[[ Exercise inputs open ]]

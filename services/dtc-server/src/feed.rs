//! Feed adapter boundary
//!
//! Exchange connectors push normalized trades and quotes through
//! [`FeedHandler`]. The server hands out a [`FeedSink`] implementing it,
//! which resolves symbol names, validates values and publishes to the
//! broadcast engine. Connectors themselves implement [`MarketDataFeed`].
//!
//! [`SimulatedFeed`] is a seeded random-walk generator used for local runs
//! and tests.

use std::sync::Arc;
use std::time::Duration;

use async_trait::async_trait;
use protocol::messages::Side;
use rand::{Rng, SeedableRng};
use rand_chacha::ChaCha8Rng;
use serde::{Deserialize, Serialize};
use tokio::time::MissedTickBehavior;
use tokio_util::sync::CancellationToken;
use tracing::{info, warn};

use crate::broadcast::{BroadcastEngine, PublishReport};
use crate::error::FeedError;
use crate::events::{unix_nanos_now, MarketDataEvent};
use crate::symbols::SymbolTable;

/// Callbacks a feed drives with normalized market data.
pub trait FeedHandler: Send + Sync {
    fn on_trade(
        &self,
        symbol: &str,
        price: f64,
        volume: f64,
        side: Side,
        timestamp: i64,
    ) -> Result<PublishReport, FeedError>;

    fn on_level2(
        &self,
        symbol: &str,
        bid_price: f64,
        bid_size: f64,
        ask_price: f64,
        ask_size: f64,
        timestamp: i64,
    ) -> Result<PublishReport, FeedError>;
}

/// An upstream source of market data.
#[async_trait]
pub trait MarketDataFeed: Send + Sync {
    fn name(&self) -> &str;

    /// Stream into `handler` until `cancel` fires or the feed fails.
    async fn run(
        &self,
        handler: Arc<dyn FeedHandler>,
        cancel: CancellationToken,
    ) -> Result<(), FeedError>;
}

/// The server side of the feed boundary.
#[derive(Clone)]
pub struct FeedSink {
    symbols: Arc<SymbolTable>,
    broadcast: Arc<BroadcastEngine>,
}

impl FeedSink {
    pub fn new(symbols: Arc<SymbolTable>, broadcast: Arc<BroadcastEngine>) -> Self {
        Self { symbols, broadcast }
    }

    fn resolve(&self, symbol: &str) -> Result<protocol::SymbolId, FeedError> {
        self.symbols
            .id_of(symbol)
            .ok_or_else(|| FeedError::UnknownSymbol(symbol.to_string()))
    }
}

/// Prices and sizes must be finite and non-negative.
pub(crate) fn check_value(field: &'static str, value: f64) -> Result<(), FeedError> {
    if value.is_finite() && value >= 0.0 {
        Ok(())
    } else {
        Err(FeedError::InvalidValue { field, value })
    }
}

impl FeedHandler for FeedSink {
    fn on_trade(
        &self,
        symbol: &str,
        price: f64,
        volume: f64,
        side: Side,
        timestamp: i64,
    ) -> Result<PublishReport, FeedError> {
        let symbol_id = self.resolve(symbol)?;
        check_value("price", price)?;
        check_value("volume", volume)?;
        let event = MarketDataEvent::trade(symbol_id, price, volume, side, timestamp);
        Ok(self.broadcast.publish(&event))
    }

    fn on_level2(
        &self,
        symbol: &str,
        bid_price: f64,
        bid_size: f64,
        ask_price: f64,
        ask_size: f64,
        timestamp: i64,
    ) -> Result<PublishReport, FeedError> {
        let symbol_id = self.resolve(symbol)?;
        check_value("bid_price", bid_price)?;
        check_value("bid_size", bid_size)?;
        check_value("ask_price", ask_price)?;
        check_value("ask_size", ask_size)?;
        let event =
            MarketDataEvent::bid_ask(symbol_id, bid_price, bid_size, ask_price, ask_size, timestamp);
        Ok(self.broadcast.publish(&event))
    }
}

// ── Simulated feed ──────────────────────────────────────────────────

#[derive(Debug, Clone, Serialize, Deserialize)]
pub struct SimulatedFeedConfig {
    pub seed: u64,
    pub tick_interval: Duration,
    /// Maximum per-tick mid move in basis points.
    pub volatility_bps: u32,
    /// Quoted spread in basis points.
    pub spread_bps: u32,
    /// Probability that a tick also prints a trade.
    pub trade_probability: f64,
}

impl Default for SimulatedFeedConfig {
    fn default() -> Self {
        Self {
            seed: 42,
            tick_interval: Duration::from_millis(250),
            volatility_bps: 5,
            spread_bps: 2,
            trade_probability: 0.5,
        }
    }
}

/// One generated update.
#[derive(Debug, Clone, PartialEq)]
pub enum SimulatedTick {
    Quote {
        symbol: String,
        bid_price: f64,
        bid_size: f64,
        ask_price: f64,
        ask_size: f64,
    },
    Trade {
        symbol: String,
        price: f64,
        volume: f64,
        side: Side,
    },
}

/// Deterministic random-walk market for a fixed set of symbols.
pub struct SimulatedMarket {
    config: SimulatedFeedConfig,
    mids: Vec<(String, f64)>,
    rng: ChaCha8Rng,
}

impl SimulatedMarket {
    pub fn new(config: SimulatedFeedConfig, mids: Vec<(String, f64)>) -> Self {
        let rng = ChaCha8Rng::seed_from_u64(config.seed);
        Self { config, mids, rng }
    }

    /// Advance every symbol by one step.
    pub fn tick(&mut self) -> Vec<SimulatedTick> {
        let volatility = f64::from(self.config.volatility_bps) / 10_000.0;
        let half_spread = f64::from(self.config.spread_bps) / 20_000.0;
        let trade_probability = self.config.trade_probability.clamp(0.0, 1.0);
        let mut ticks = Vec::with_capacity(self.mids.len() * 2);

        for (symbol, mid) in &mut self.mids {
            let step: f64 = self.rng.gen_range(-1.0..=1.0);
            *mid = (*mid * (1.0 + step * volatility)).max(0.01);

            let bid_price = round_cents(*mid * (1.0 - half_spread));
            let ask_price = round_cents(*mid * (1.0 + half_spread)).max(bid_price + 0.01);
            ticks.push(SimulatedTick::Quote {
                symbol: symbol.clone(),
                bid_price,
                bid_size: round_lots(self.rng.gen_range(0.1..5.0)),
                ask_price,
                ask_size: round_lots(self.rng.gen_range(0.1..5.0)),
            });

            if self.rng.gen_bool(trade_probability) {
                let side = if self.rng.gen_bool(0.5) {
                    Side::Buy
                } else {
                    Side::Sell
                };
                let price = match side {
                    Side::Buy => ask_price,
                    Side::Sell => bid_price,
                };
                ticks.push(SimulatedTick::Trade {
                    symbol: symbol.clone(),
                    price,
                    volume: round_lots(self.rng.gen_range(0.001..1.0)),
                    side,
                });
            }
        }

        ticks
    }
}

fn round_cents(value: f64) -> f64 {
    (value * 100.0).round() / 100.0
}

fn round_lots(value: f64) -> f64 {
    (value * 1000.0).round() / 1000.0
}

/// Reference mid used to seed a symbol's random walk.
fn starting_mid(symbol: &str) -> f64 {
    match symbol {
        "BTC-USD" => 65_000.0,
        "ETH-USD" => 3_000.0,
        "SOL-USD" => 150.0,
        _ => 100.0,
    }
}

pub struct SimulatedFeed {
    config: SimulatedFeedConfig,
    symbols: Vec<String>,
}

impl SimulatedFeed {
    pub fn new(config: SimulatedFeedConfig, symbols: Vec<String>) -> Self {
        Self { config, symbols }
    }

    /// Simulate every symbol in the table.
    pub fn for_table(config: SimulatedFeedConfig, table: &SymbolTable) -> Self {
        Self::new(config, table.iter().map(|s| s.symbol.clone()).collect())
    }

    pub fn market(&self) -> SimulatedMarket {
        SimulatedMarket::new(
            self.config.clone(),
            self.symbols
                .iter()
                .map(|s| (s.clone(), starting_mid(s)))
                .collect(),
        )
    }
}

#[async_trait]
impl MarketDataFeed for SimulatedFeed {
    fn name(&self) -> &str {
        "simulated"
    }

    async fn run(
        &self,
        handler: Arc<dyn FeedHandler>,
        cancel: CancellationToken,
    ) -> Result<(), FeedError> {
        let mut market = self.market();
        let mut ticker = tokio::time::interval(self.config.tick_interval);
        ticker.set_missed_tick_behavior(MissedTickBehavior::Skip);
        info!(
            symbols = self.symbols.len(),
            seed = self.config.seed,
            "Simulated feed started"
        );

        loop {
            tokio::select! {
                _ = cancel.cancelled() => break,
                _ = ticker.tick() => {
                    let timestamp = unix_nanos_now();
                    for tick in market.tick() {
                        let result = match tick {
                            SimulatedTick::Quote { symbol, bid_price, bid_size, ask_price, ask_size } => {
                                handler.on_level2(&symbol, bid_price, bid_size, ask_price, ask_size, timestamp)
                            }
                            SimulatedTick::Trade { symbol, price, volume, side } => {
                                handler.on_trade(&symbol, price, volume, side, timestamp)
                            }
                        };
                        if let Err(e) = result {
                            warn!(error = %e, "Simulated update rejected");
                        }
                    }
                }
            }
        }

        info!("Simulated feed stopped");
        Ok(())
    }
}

[[ Exercise inputs closed ]]

Problem to solve -> Reproduce exactly, and only, the lines from the start of the entries through the one that contains "The server hands".

Reply ->
filename services/dtc-server/src/feed.rs
//! Feed adapter boundary
//!
//! Exchange connectors push normalized trades and quotes through
//! [`FeedHandler`]. The server hands out a [`FeedSink`] implementing it,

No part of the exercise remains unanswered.